* ABOUT THIS EXERCISE:
Please copy out all lines of the entries that contain the word "system".
● ● ● ● ● ● ●
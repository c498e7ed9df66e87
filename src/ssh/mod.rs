//! Remote command and file transfer channels over the system SSH clients.
//!
//! [`RemoteShell`] is the seam the orchestrator talks to. [`SshClient`]
//! implements it by shelling out to `ssh`, `scp`, and `ssh-keygen` (or the
//! SSH2 equivalents) through a [`CommandRunner`], so tests can script every
//! invocation.

use std::ffi::OsString;

use camino::Utf8Path;

use crate::process::{CommandOutput, CommandRunner, ProcessCommandRunner, expand_tilde};

mod config;
mod endpoint;

pub use config::{SshConfig, SshConfigLoadError, SshError};
pub use endpoint::SshEndpoint;

/// Command used when probing an endpoint; it performs no work on the node.
pub const HANDSHAKE_COMMAND: &str = "true";

/// Output captured from a remote command.
#[derive(Clone, Debug, Eq, PartialEq)]
pub struct RemoteCommandOutput {
    /// Exit code reported by the remote process, if available.
    pub exit_code: Option<i32>,
    /// Captured standard output.
    pub stdout: String,
    /// Captured standard error.
    pub stderr: String,
}

impl RemoteCommandOutput {
    /// Returns `true` when the remote exit code equals zero.
    #[must_use]
    pub const fn is_success(&self) -> bool {
        matches!(self.exit_code, Some(0))
    }
}

impl From<CommandOutput> for RemoteCommandOutput {
    fn from(output: CommandOutput) -> Self {
        Self {
            exit_code: output.code,
            stdout: output.stdout,
            stderr: output.stderr,
        }
    }
}

/// Remote command and file transfer channel used by the orchestrator.
pub trait RemoteShell {
    /// Runs `command` on the endpoint and returns its exit status and output.
    ///
    /// # Errors
    ///
    /// Returns [`SshError`] when the client cannot be started.
    fn execute(&self, endpoint: &SshEndpoint, command: &str)
    -> Result<RemoteCommandOutput, SshError>;

    /// Copies `local` into the remote temporary directory. A non-zero exit
    /// code in the returned output signals a failed transfer.
    ///
    /// # Errors
    ///
    /// Returns [`SshError`] when the client cannot be started.
    fn copy_to_tmp(
        &self,
        endpoint: &SshEndpoint,
        local: &Utf8Path,
    ) -> Result<RemoteCommandOutput, SshError>;

    /// Derives the public key matching `private_key`.
    ///
    /// # Errors
    ///
    /// Returns [`SshError`] when the key cannot be read.
    fn public_key(&self, private_key: &Utf8Path) -> Result<String, SshError>;

    /// Remote directory that [`RemoteShell::copy_to_tmp`] writes into.
    fn remote_tmp_dir(&self) -> &str;

    /// Remote path that `local` lands on after [`RemoteShell::copy_to_tmp`].
    fn staged_path(&self, local: &Utf8Path) -> String {
        let name = local.file_name().unwrap_or(local.as_str());
        format!("{}/{name}", self.remote_tmp_dir().trim_end_matches('/'))
    }

    /// Attempts a single connection; `false` means refused or timed out.
    fn handshake(&self, endpoint: &SshEndpoint) -> bool {
        self.execute(endpoint, HANDSHAKE_COMMAND)
            .is_ok_and(|output| output.is_success())
    }
}

/// [`RemoteShell`] backed by the system SSH clients.
#[derive(Clone, Debug)]
pub struct SshClient<R: CommandRunner> {
    config: SshConfig,
    runner: R,
}

impl SshClient<ProcessCommandRunner> {
    /// Convenience constructor that wires the real process runner.
    ///
    /// # Errors
    ///
    /// Returns [`SshError::InvalidConfig`] when validation fails.
    pub fn with_process_runner(config: SshConfig) -> Result<Self, SshError> {
        Self::new(config, ProcessCommandRunner)
    }
}

impl<R: CommandRunner> SshClient<R> {
    /// Creates a client using the provided runner and configuration.
    ///
    /// # Errors
    ///
    /// Returns [`SshError::InvalidConfig`] when validation fails.
    pub fn new(config: SshConfig, runner: R) -> Result<Self, SshError> {
        config.validate()?;
        Ok(Self { config, runner })
    }

    /// Returns a reference to the underlying configuration.
    #[must_use]
    pub const fn config(&self) -> &SshConfig {
        &self.config
    }

    fn ssh_program(&self, endpoint: &SshEndpoint) -> &str {
        if endpoint.ssh2_enabled() {
            &self.config.ssh2_bin
        } else {
            &self.config.ssh_bin
        }
    }

    fn scp_program(&self, endpoint: &SshEndpoint) -> &str {
        if endpoint.ssh2_enabled() {
            &self.config.scp2_bin
        } else {
            &self.config.scp_bin
        }
    }

    fn build_ssh_args(&self, endpoint: &SshEndpoint, command: &str) -> Vec<OsString> {
        let mut args = vec![OsString::from("-p"), OsString::from(endpoint.port().to_string())];
        args.extend(self.common_options(endpoint));
        args.push(OsString::from(format!(
            "{}@{}",
            endpoint.user(),
            endpoint.host()
        )));
        args.push(OsString::from(command));
        args
    }

    fn build_scp_args(&self, endpoint: &SshEndpoint, local: &Utf8Path) -> Vec<OsString> {
        let mut args = vec![OsString::from("-P"), OsString::from(endpoint.port().to_string())];
        args.extend(self.common_options(endpoint));
        args.push(OsString::from(local.as_str()));
        args.push(OsString::from(format!(
            "{}@{}:{}",
            endpoint.user(),
            endpoint.host(),
            self.config.remote_tmp_dir
        )));
        args
    }

    fn common_options(&self, endpoint: &SshEndpoint) -> Vec<OsString> {
        let mut args = Vec::new();

        if let Some(key) = endpoint.private_key_file() {
            let flag = if endpoint.ssh2_enabled() { "-K" } else { "-i" };
            args.push(OsString::from(flag));
            args.push(OsString::from(expand_tilde(key.as_str())));
        }

        if endpoint.ssh2_enabled() {
            if self.config.batch_mode {
                args.push(OsString::from("-B"));
            }
            return args;
        }

        if self.config.batch_mode {
            args.push(OsString::from("-o"));
            args.push(OsString::from("BatchMode=yes"));
        }

        if !self.config.strict_host_key_checking {
            args.push(OsString::from("-o"));
            args.push(OsString::from("StrictHostKeyChecking=no"));
        }

        if !self.config.known_hosts_file.trim().is_empty() {
            args.push(OsString::from("-o"));
            args.push(OsString::from(format!(
                "UserKnownHostsFile={}",
                self.config.known_hosts_file
            )));
        }

        args.push(OsString::from("-o"));
        args.push(OsString::from(format!(
            "ConnectTimeout={}",
            self.config.connect_timeout_secs
        )));

        args
    }
}

impl<R: CommandRunner> RemoteShell for SshClient<R> {
    fn execute(
        &self,
        endpoint: &SshEndpoint,
        command: &str,
    ) -> Result<RemoteCommandOutput, SshError> {
        let args = self.build_ssh_args(endpoint, command);
        let output = self.runner.run(self.ssh_program(endpoint), &args)?;
        Ok(output.into())
    }

    fn copy_to_tmp(
        &self,
        endpoint: &SshEndpoint,
        local: &Utf8Path,
    ) -> Result<RemoteCommandOutput, SshError> {
        let args = self.build_scp_args(endpoint, local);
        let output = self.runner.run(self.scp_program(endpoint), &args)?;
        Ok(output.into())
    }

    fn remote_tmp_dir(&self) -> &str {
        &self.config.remote_tmp_dir
    }

    fn public_key(&self, private_key: &Utf8Path) -> Result<String, SshError> {
        let args = [
            OsString::from("-y"),
            OsString::from("-f"),
            OsString::from(expand_tilde(private_key.as_str())),
        ];
        let output = self.runner.run(&self.config.keygen_bin, &args)?;
        if !output.is_success() {
            return Err(SshError::CommandFailure {
                program: self.config.keygen_bin.clone(),
                status_text: output.status_text(),
                stderr: output.stderr,
            });
        }
        Ok(output.stdout.trim().to_owned())
    }
}

#[cfg(test)]
mod tests;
● ● ● ● ● ● ●
* ANSWER BELOW:
//! Remote command and file transfer channels over the system SSH clients.
/// [`RemoteShell`] backed by the system SSH clients.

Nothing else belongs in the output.